*** Stored data Section Begins ***

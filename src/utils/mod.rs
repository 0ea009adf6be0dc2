//! Utility modules.

pub mod file;
pub mod text;

pub use file::{check_file_size, format_file_size, is_excluded, read_file_content};
pub use text::{has_meaningful_content, preview};
//! HTML rendering for the chat page.

use std::fmt::Write;

use super::session::{ChatLog, ChatOutcome};
use crate::services::IndexReport;
use crate::utils::format_file_size;

/// A file in the documents directory.
#[derive(Debug, Clone)]
pub struct DocumentEntry {
    pub name: String,
    pub size_bytes: u64,
}

/// Result of the last document action taken from the page.
#[derive(Debug, Clone)]
pub enum DocumentNotice {
    Reindexed(IndexReport),
    ReindexFailed(String),
    Deleted(String),
    Rejected(String),
}

/// Extensions offered by the upload picker.
const UPLOAD_ACCEPT: &str = ".pdf,.txt,.md,.docx,.xlsx,.xlsm,.xls";

/// Facts shown in the status panel.
#[derive(Debug, Clone)]
pub struct PageStatus {
    pub model: String,
    pub generation_url: String,
    pub documents_path: String,
    pub indexed_chunks: Option<u64>,
    pub documents: Vec<DocumentEntry>,
    pub notice: Option<DocumentNotice>,
}

pub fn escape_html(input: &str) -> String {
    let mut out = String::with_capacity(input.len());
    for c in input.chars() {
        match c {
            '&' => out.push_str("&amp;"),
            '<' => out.push_str("&lt;"),
            '>' => out.push_str("&gt;"),
            '"' => out.push_str("&quot;"),
            '\'' => out.push_str("&#39;"),
            _ => out.push(c),
        }
    }
    out
}

const STYLE: &str = "body{font-family:system-ui,sans-serif;max-width:52rem;margin:2rem auto;padding:0 1rem;color:#222}\
aside{background:#f4f4f6;border-radius:6px;padding:.5rem 1rem;margin-bottom:1.5rem}\
.ok{color:#1a7f37}.warn{color:#9a6700}\
.entry{border-bottom:1px solid #ddd;padding:.75rem 0}\
.question{font-weight:600}.answer{white-space:pre-wrap}.error{color:#b42318;white-space:pre-wrap}\
form.ask{display:flex;gap:.5rem;margin-top:1rem}form.ask input{flex:1;padding:.4rem}\
.size{color:#666;font-size:.85em}form.inline{display:inline}";

pub fn render_page(status: &PageStatus, log: &ChatLog) -> String {
    let mut html = String::new();
    // Writing into a String cannot fail.
    let _ = write_page(&mut html, status, log);
    html
}

fn write_page(html: &mut String, status: &PageStatus, log: &ChatLog) -> std::fmt::Result {
    writeln!(html, "<!DOCTYPE html>")?;
    writeln!(html, "<html lang=\"en\"><head><meta charset=\"utf-8\">")?;
    writeln!(html, "<title>RAG One - Document Q&amp;A</title>")?;
    writeln!(html, "<style>{STYLE}</style></head><body>")?;
    writeln!(html, "<h1>RAG One - Document Q&amp;A</h1>")?;

    writeln!(html, "<aside>")?;
    writeln!(html, "<p><b>Model:</b> {}</p>", escape_html(&status.model))?;
    writeln!(html, "<p><b>Service:</b> {}</p>", escape_html(&status.generation_url))?;
    writeln!(
        html,
        "<p><b>Documents:</b> {}</p>",
        escape_html(&status.documents_path)
    )?;
    match status.indexed_chunks {
        Some(chunks) if chunks > 0 => writeln!(
            html,
            "<p class=\"ok\">Index ready ({chunks} chunks)</p>"
        )?,
        _ => writeln!(
            html,
            "<p class=\"warn\">Index not found. Add documents and run <code>rag-one index</code>, then refresh this page.</p>"
        )?,
    }

    match &status.notice {
        Some(DocumentNotice::Reindexed(report)) => writeln!(
            html,
            "<p class=\"ok\">Reindexed {} documents into {} chunks in {}ms ({} skipped)</p>",
            report.documents,
            report.chunks,
            report.duration_ms,
            report.skipped.len()
        )?,
        Some(DocumentNotice::ReindexFailed(message)) => writeln!(
            html,
            "<p class=\"error\">Reindex failed: {}</p>",
            escape_html(message)
        )?,
        Some(DocumentNotice::Deleted(name)) => writeln!(
            html,
            "<p class=\"warn\">Deleted <code>{}</code>. Reprocess the documents to update the index.</p>",
            escape_html(name)
        )?,
        Some(DocumentNotice::Rejected(message)) => writeln!(
            html,
            "<p class=\"error\">{}</p>",
            escape_html(message)
        )?,
        None => {}
    }

    if status.documents.is_empty() {
        writeln!(html, "<p>No documents yet.</p>")?;
    } else {
        writeln!(
            html,
            "<details><summary>Current documents ({})</summary><ul>",
            status.documents.len()
        )?;
        for doc in &status.documents {
            let name = escape_html(&doc.name);
            writeln!(
                html,
                "<li><code>{name}</code> <span class=\"size\">{}</span> \
                 <form class=\"inline\" method=\"post\" action=\"/documents/delete\">\
                 <input type=\"hidden\" name=\"name\" value=\"{name}\">\
                 <button type=\"submit\">Delete</button></form></li>",
                format_file_size(doc.size_bytes)
            )?;
        }
        writeln!(html, "</ul></details>")?;
        writeln!(html, "<form method=\"post\" action=\"/reindex\">")?;
        writeln!(
            html,
            "<button type=\"submit\">Reprocess all documents</button></form>"
        )?;
    }
    writeln!(
        html,
        "<form method=\"post\" action=\"/upload\" enctype=\"multipart/form-data\">\
         <input type=\"file\" name=\"files\" accept=\"{UPLOAD_ACCEPT}\" multiple required> \
         <button type=\"submit\">Upload and process</button></form>"
    )?;
    writeln!(html, "</aside>")?;

    writeln!(html, "<main>")?;
    for entry in log.entries() {
        writeln!(html, "<div class=\"entry\">")?;
        writeln!(
            html,
            "<p class=\"question\" title=\"{}\">You: {}</p>",
            entry.asked_at.format("%Y-%m-%d %H:%M:%S UTC"),
            escape_html(&entry.question)
        )?;
        match &entry.outcome {
            ChatOutcome::Answer { answer, sources } => {
                writeln!(html, "<p class=\"answer\">{}</p>", escape_html(answer))?;
                if !sources.is_empty() {
                    writeln!(html, "<details><summary>Sources ({})</summary><ol>", sources.len())?;
                    for source in sources {
                        writeln!(html, "<li>{}</li>", escape_html(source))?;
                    }
                    writeln!(html, "</ol></details>")?;
                }
            }
            ChatOutcome::Error { message } => {
                writeln!(html, "<p class=\"error\">Error: {}</p>", escape_html(message))?;
            }
        }
        writeln!(html, "</div>")?;
    }
    writeln!(html, "</main>")?;

    writeln!(html, "<form class=\"ask\" method=\"post\" action=\"/ask\">")?;
    writeln!(
        html,
        "<input name=\"question\" placeholder=\"Ask a question about your documents...\" autofocus required>"
    )?;
    writeln!(html, "<button type=\"submit\">Ask</button></form>")?;
    writeln!(html, "<form method=\"post\" action=\"/clear\">")?;
    writeln!(html, "<button type=\"submit\">Clear chat history</button></form>")?;
    writeln!(html, "</body></html>")
}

*** Stored data Section Ends ***

* [The task] Whenever the string "inline" shows up in a line of the records, copy that line.

* [Answer section]
.size{color:#666;font-size:.85em}form.inline{display:inline}";
                 <form class=\"inline\" method=\"post\" action=\"/documents/delete\">\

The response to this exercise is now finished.